Please return only the lines from the one holding "self.alarm.is_firing()" through the one holding "alarm fires again.", exactly as they appear in the records below, both ends included.
++++++++++
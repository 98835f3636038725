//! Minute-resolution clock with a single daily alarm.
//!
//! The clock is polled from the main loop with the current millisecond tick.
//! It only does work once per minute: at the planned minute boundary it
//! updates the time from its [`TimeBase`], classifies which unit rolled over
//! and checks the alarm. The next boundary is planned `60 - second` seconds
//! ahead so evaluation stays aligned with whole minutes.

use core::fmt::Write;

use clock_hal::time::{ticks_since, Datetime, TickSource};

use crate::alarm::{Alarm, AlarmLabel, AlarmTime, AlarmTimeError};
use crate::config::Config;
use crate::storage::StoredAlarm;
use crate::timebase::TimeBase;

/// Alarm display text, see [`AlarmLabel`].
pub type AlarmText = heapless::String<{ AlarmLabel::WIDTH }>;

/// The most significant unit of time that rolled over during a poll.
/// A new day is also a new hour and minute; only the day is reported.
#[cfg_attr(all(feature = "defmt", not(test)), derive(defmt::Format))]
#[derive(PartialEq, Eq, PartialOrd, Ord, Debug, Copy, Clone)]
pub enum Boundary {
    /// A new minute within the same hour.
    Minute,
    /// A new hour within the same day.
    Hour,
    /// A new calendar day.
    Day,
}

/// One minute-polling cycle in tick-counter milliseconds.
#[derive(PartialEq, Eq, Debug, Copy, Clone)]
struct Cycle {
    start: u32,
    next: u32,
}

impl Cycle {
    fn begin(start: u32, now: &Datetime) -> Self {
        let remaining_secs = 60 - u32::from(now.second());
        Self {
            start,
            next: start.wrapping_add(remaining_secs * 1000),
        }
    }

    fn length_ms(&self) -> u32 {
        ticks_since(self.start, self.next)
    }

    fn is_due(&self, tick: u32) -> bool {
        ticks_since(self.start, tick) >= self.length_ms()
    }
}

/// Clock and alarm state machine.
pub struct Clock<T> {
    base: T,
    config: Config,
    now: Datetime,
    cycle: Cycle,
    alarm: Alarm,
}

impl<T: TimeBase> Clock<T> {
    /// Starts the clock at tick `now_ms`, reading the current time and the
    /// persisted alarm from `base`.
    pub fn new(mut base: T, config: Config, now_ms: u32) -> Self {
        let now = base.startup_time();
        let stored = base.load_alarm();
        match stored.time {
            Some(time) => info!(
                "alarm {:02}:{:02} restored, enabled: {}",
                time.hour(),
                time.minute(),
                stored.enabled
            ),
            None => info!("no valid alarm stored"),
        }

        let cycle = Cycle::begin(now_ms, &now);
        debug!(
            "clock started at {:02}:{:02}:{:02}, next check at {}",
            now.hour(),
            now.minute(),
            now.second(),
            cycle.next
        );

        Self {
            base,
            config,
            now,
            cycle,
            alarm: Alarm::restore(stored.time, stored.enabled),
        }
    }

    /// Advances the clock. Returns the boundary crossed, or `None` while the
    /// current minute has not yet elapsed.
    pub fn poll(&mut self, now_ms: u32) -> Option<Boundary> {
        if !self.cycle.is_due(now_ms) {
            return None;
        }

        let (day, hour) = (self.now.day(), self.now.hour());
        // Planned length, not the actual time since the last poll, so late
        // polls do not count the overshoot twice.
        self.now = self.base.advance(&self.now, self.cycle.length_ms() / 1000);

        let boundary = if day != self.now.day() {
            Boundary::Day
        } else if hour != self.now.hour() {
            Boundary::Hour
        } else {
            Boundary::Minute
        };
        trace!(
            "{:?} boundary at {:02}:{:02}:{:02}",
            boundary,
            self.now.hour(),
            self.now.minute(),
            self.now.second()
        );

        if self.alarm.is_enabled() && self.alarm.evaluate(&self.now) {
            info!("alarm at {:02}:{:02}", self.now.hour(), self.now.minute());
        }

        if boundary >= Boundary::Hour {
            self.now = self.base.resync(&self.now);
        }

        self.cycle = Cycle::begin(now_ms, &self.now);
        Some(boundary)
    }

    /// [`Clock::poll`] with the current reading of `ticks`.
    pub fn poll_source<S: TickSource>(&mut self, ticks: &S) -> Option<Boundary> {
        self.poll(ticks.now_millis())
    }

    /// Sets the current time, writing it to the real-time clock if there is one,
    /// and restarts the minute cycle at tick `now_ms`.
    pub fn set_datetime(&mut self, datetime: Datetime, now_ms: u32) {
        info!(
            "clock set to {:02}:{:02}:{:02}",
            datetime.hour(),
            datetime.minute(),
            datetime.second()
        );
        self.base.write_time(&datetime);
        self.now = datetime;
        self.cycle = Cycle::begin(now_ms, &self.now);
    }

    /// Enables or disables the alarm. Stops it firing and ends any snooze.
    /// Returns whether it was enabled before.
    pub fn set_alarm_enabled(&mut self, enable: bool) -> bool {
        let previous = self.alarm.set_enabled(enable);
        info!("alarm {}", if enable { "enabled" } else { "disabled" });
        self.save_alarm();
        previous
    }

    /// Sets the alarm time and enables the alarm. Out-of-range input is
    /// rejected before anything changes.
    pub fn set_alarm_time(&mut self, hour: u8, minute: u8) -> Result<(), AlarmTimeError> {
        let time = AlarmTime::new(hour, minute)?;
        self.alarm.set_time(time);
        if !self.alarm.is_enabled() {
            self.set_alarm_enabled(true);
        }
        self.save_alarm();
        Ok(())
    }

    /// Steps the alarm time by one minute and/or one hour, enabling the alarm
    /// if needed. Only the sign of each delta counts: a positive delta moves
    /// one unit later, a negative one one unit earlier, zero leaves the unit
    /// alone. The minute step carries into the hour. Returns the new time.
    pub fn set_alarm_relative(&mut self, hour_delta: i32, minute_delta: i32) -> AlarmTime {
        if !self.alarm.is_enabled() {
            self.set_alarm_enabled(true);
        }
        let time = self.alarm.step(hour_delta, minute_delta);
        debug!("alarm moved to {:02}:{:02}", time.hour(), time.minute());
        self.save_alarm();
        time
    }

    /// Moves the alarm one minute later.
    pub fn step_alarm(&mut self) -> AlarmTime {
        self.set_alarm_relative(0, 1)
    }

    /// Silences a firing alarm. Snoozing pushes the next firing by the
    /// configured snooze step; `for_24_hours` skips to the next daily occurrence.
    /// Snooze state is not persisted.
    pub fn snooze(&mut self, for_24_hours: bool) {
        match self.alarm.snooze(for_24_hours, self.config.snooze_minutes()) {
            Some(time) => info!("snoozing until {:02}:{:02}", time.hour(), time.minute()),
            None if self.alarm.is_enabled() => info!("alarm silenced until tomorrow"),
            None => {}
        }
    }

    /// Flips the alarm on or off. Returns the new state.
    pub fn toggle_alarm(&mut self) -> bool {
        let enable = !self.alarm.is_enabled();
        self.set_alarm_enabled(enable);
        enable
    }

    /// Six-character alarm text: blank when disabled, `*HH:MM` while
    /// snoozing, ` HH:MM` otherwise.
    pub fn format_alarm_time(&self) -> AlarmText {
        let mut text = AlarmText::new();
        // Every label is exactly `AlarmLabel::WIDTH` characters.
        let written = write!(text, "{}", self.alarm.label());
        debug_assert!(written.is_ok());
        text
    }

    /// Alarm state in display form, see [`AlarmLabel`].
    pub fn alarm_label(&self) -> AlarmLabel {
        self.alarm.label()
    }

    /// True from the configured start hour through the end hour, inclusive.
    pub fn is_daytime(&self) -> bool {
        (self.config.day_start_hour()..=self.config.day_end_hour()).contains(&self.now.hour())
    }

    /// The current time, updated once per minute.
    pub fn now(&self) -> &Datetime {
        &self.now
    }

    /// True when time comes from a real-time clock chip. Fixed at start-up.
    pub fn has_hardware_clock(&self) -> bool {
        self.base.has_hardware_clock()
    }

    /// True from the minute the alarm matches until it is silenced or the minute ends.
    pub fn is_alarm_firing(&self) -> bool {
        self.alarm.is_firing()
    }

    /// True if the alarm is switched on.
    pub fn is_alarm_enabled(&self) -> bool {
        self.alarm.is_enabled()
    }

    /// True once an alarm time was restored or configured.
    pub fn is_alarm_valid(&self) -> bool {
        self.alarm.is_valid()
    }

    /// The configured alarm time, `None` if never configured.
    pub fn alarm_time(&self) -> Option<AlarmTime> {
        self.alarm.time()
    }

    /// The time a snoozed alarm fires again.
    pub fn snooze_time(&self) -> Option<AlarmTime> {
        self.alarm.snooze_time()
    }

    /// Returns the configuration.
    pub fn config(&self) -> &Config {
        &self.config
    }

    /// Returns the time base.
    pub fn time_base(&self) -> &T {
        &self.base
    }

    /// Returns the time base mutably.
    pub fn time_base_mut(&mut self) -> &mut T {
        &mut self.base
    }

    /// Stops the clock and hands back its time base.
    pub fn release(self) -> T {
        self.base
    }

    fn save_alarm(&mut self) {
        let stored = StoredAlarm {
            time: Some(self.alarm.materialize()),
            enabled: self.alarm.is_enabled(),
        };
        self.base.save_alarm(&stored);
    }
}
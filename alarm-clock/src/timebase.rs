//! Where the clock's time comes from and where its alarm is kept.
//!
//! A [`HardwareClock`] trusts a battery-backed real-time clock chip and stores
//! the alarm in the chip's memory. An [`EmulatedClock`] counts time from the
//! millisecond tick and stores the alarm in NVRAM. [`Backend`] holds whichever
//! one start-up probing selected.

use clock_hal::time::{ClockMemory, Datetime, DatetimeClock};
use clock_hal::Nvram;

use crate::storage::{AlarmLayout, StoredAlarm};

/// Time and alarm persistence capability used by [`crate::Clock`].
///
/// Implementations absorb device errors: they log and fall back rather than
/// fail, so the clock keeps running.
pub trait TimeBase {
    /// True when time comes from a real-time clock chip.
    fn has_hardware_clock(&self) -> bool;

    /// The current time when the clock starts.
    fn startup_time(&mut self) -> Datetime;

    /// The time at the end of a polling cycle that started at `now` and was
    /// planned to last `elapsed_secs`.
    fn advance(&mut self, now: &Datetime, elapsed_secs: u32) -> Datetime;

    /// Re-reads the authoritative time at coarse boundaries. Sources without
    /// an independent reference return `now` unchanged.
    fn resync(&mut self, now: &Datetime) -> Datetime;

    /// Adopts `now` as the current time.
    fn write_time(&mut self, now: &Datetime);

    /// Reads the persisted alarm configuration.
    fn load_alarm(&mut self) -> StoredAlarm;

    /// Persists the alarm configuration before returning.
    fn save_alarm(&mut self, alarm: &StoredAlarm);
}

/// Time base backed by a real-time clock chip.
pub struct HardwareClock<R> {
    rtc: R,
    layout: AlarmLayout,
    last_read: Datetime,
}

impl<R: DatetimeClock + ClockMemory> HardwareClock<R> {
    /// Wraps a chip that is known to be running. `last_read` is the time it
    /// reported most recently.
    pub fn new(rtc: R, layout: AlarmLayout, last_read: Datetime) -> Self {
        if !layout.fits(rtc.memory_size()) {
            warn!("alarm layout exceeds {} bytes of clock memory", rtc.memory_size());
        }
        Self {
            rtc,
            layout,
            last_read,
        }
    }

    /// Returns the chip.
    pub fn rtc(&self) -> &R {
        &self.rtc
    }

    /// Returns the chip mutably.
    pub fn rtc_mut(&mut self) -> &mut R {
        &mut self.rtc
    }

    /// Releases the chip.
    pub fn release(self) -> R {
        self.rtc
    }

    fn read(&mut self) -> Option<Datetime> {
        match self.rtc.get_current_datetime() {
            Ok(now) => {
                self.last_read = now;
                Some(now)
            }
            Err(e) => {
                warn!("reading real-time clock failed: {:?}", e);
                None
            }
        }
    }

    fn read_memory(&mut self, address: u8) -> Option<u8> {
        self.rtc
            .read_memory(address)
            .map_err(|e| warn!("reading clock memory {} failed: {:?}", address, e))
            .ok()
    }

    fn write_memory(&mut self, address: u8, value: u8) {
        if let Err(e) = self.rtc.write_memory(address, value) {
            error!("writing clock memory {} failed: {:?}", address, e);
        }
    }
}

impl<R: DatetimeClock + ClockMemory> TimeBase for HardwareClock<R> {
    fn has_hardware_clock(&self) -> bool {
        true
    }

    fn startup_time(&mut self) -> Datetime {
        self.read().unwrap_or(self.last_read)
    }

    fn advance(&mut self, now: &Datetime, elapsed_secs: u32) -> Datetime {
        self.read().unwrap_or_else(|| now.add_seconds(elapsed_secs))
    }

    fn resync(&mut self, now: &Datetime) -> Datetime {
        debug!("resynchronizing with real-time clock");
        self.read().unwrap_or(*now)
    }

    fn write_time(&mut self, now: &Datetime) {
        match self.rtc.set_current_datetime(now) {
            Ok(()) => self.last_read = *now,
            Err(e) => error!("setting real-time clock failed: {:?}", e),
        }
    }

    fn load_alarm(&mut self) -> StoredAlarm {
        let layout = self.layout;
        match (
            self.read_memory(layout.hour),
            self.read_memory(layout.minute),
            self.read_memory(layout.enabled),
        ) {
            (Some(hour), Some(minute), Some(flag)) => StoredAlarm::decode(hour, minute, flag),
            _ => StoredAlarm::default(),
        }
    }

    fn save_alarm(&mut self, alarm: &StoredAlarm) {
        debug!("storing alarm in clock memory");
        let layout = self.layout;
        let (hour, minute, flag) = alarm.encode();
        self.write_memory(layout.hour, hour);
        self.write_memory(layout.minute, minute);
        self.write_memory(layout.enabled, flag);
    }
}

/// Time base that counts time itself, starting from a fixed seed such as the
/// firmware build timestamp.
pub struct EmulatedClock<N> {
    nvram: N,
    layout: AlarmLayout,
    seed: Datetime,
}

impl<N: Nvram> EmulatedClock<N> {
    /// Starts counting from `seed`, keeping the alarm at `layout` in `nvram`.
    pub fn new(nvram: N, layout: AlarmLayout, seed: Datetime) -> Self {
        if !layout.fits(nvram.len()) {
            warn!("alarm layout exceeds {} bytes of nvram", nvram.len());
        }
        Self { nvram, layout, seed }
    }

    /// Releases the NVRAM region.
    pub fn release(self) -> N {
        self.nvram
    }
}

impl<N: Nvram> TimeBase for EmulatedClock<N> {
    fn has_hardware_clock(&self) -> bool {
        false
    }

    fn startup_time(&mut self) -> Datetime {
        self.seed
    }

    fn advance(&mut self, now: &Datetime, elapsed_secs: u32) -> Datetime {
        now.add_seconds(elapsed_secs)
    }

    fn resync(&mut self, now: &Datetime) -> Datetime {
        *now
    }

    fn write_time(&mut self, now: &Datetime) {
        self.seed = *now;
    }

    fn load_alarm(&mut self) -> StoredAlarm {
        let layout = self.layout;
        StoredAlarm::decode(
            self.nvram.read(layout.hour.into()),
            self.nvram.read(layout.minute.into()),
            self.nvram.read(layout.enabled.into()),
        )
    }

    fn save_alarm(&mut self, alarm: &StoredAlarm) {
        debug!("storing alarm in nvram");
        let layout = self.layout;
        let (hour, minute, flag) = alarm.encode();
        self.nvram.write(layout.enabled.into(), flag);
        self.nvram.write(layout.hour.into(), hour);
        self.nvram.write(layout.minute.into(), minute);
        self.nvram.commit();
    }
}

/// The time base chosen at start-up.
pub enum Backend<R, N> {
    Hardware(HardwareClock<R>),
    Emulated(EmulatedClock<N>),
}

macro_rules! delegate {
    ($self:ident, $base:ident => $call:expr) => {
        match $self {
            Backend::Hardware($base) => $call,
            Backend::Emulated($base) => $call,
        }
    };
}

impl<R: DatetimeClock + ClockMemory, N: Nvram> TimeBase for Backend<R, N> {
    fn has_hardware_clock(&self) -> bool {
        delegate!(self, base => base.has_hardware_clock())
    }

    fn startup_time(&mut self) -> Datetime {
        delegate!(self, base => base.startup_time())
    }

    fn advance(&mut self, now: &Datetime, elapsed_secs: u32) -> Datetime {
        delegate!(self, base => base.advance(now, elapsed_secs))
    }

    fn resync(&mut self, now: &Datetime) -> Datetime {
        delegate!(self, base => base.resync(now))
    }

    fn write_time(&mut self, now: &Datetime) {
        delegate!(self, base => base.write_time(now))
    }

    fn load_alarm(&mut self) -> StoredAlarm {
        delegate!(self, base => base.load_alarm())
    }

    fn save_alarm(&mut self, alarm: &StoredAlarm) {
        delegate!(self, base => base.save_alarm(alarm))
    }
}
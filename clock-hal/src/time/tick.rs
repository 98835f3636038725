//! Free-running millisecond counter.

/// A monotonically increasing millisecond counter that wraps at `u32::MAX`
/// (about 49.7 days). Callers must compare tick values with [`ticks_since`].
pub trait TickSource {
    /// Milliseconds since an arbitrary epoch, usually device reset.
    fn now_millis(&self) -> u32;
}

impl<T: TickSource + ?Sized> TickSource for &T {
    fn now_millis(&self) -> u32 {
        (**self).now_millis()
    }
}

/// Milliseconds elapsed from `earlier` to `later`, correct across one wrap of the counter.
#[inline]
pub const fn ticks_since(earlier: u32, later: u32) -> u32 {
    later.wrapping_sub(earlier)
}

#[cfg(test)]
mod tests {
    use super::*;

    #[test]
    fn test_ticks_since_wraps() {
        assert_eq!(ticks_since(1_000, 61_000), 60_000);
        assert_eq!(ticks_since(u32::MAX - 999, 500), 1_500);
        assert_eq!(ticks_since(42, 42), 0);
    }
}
++++++++++
• **SOLUTION TO THE PROBLEM**:
        self.alarm.is_firing()
    }

    /// True if the alarm is switched on.
    pub fn is_alarm_enabled(&self) -> bool {
        self.alarm.is_enabled()
    }

    /// True once an alarm time was restored or configured.
    pub fn is_alarm_valid(&self) -> bool {
        self.alarm.is_valid()
    }

    /// The configured alarm time, `None` if never configured.
    pub fn alarm_time(&self) -> Option<AlarmTime> {
        self.alarm.time()
    }

    /// The time a snoozed alarm fires again.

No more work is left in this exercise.